According to scientists, the irrecoverable portion represents about one-fifth of ecosystem-managed carbon. 57 percent is stored in biomass, the remaining 43 percent is in soil. However, the total amount of endangered stocks could increase in the future due to agricultural expansion. This would potentially affect a total amount of 18.4 billion tons.

“Since 83% of irrecoverable carbon areas have tree cover, loss estimates based on global forest change are a reasonable proxy for irrecoverable carbon loss over the last decade,” says the research.

“Tree cover loss is caused primarily by commodity-driven deforestation for beef, soy, palm oil and wood fibre and shifting agriculture in the tropics and by forestry and wildfire in temperate and boreal zone. This loss equates to 1.65 GtCO2 equivalent, meaning up to a fifth of the 8.1 GtCO2e in annual emissions from deforestation and other disturbances could be irreversible through ecosystem restoration for at least three decades.”

La distribuzione del carbone irrecuperabile nel mondo. Immagine: Noon, M.L., Goldstein, A., Ledezma, J.C. et al. Mapping the irrecoverable carbon in Earth’s ecosystems. Nat Sustain (2021). https://doi.org/10.1038/s41893-021-00803-6 Attribution 4.0 International (CC BY 4.0)

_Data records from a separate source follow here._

mod common;

use jojq_core::listener;

#[tokio::test]
async fn captures_plain_json_response() {
    let upstream = common::spawn_fixed_response_upstream(Box::leak(
        common::json_response(r#"{"hello":"world"}"#).into_boxed_slice(),
    ))
    .await;

    let ctx = common::test_ctx(common::test_config());

    let proxy_listener = listener::bind_tcp("127.0.0.1:0").await.unwrap();
    let proxy_addr = proxy_listener.local_addr().unwrap();

    let accept_ctx = ctx.clone();
    tokio::spawn(async move {
        let (stream, peer) = listener::accept_stream(&proxy_listener).await.unwrap();
        jojq::net::acceptor::handle_connection(stream, peer, accept_ctx).await;
    });

    let request = format!(
        "GET http://{upstream}/data HTTP/1.1\r\nHost: {upstream}\r\nConnection: close\r\n\r\n"
    );
    let response = common::send_and_read(proxy_addr, request.as_bytes()).await;
    let response = String::from_utf8_lossy(&response);
    assert!(response.starts_with("HTTP/1.1 200"));
    assert!(response.contains(r#"{"hello":"world"}"#));

    assert_eq!(ctx.captures.len(), 1);
    let record = ctx.captures.get(1).unwrap();
    assert_eq!(record.response.body, serde_json::json!({"hello": "world"}));
    assert_eq!(record.request.method, "GET");
}

#[tokio::test]
async fn upstream_connect_failure_yields_502() {
    let dead_upstream = common::unreachable_addr().await;
    let ctx = common::test_ctx(common::test_config());

    let proxy_listener = listener::bind_tcp("127.0.0.1:0").await.unwrap();
    let proxy_addr = proxy_listener.local_addr().unwrap();

    let accept_ctx = ctx.clone();
    tokio::spawn(async move {
        let (stream, peer) = listener::accept_stream(&proxy_listener).await.unwrap();
        jojq::net::acceptor::handle_connection(stream, peer, accept_ctx).await;
    });

    let request = format!(
        "GET http://{dead_upstream}/ HTTP/1.1\r\nHost: {dead_upstream}\r\nConnection: close\r\n\r\n"
    );
    let response = common::send_and_read(proxy_addr, request.as_bytes()).await;
    let response = String::from_utf8_lossy(&response);
    assert!(response.starts_with("HTTP/1.1 502"));
    assert_eq!(ctx.captures.len(), 0);
}

#[tokio::test]
async fn oversize_response_is_forwarded_but_not_captured() {
    let big_body = "a".repeat(256);
    let json_body = format!(r#"{{"pad":"{big_body}"}}"#);
    let upstream = common::spawn_fixed_response_upstream(Box::leak(
        common::json_response(&json_body).into_boxed_slice(),
    ))
    .await;

    let mut config = common::test_config();
    config.max_body_bytes = 16;
    let ctx = common::test_ctx(config);

    let proxy_listener = listener::bind_tcp("127.0.0.1:0").await.unwrap();
    let proxy_addr = proxy_listener.local_addr().unwrap();

    let accept_ctx = ctx.clone();
    tokio::spawn(async move {
        let (stream, peer) = listener::accept_stream(&proxy_listener).await.unwrap();
        jojq::net::acceptor::handle_connection(stream, peer, accept_ctx).await;
    });

    let request = format!(
        "GET http://{upstream}/data HTTP/1.1\r\nHost: {upstream}\r\nConnection: close\r\n\r\n"
    );
    let response = common::send_and_read(proxy_addr, request.as_bytes()).await;
    let response = String::from_utf8_lossy(&response);
    assert!(response.starts_with("HTTP/1.1 200"));
    assert!(response.contains(&big_body));

    assert_eq!(ctx.captures.len(), 0);
}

Image: Noon, M.L., Goldstein, A., Ledezma, J.C. et al. Mapping the irrecoverable carbon in Earth’s ecosystems. Nat Sustain (2021). Attribution 4.0 International (CC BY 4.0)

Indigenous communities as carbon keepers

About half of the world’s irrecoverable carbon is located in an area of 4.9 million square kilometers, or just 3.3 percent of the terrestrial area. “This means that efforts to secure irrecoverable carbon from current and future risks could make rapid gains by first focusing on the areas with the highest concentrations of irrecoverable carbon per hectare.” Researchers are primarly focusing on protected areas and indigenous community lands, which are home to 67 billion tons of the element. Protecting the rights of native communities, in other words, means protecting human rights as well as ensuring climate stability.

Agribusiness must look elsewhere

The list of actions to be taken includes different strategies according to land profiles. “Some ecoregions with high irrecoverable carbon, such as the Southern Hudson Bay taiga, the West Siberian taiga and the Congolian lowland forests face high climate change risks but lower land-use conversion risks,” scientists say. In these territories “it may be possible to reduce some climate change risks through local strategies to increase ecosystem resilience, such as pest and fire management.”

The situation is different for tropical forests where the pressure for land conversion is greater. “In these high conversion-risk places, irrecoverable carbon can be secured by a variety of direct human actions at different scales,” according to study. Besides the support to local communities, the list of reccomendations includes putting private lands under protection, implementing an agricultural development policy focused on already converted and degraded areas (which means excluding areas with huge amount of stored carbon), and providing international funds to finance conservation policies.